TASK MATERIAL
______________________________

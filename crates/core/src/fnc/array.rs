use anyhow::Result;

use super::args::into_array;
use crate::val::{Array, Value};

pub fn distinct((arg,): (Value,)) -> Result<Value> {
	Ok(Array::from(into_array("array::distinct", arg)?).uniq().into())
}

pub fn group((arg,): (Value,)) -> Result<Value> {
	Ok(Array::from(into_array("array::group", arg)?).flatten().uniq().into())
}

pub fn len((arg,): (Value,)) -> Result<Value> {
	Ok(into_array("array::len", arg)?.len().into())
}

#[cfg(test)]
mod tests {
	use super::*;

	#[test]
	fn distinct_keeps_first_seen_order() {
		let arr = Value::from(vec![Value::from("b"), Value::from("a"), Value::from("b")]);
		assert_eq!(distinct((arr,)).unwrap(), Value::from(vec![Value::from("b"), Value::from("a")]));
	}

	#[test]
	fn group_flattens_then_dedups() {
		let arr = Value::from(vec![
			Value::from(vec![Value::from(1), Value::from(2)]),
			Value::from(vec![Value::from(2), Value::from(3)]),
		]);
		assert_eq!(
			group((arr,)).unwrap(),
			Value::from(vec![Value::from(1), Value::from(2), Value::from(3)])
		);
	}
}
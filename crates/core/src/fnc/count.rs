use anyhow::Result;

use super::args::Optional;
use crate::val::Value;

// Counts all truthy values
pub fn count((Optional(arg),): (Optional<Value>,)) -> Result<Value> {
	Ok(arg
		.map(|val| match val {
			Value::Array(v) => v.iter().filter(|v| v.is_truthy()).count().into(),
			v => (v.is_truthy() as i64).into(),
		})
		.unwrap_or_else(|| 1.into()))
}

______________________________

TASK PROMPT
All of the material above should be printed exactly as it appears.

OUTPUT FOR THIS EXERCISE
filename crates/core/src/fnc/array.rs
use anyhow::Result;

use super::args::into_array;
use crate::val::{Array, Value};

pub fn distinct((arg,): (Value,)) -> Result<Value> {
	Ok(Array::from(into_array("array::distinct", arg)?).uniq().into())
}

pub fn group((arg,): (Value,)) -> Result<Value> {
	Ok(Array::from(into_array("array::group", arg)?).flatten().uniq().into())
}

pub fn len((arg,): (Value,)) -> Result<Value> {
	Ok(into_array("array::len", arg)?.len().into())
}

#[cfg(test)]
mod tests {
	use super::*;

	#[test]
	fn distinct_keeps_first_seen_order() {
		let arr = Value::from(vec![Value::from("b"), Value::from("a"), Value::from("b")]);
		assert_eq!(distinct((arr,)).unwrap(), Value::from(vec![Value::from("b"), Value::from("a")]));
	}

	#[test]
	fn group_flattens_then_dedups() {
		let arr = Value::from(vec![
			Value::from(vec![Value::from(1), Value::from(2)]),
			Value::from(vec![Value::from(2), Value::from(3)]),
		]);
		assert_eq!(
			group((arr,)).unwrap(),
			Value::from(vec![Value::from(1), Value::from(2), Value::from(3)])
		);
	}
}
filename crates/core/src/fnc/count.rs
use anyhow::Result;

use super::args::Optional;
use crate::val::Value;

// Counts all truthy values
pub fn count((Optional(arg),): (Optional<Value>,)) -> Result<Value> {
	Ok(arg
		.map(|val| match val {
			Value::Array(v) => v.iter().filter(|v| v.is_truthy()).count().into(),
			v => (v.is_truthy() as i64).into(),
		})
		.unwrap_or_else(|| 1.into()))
}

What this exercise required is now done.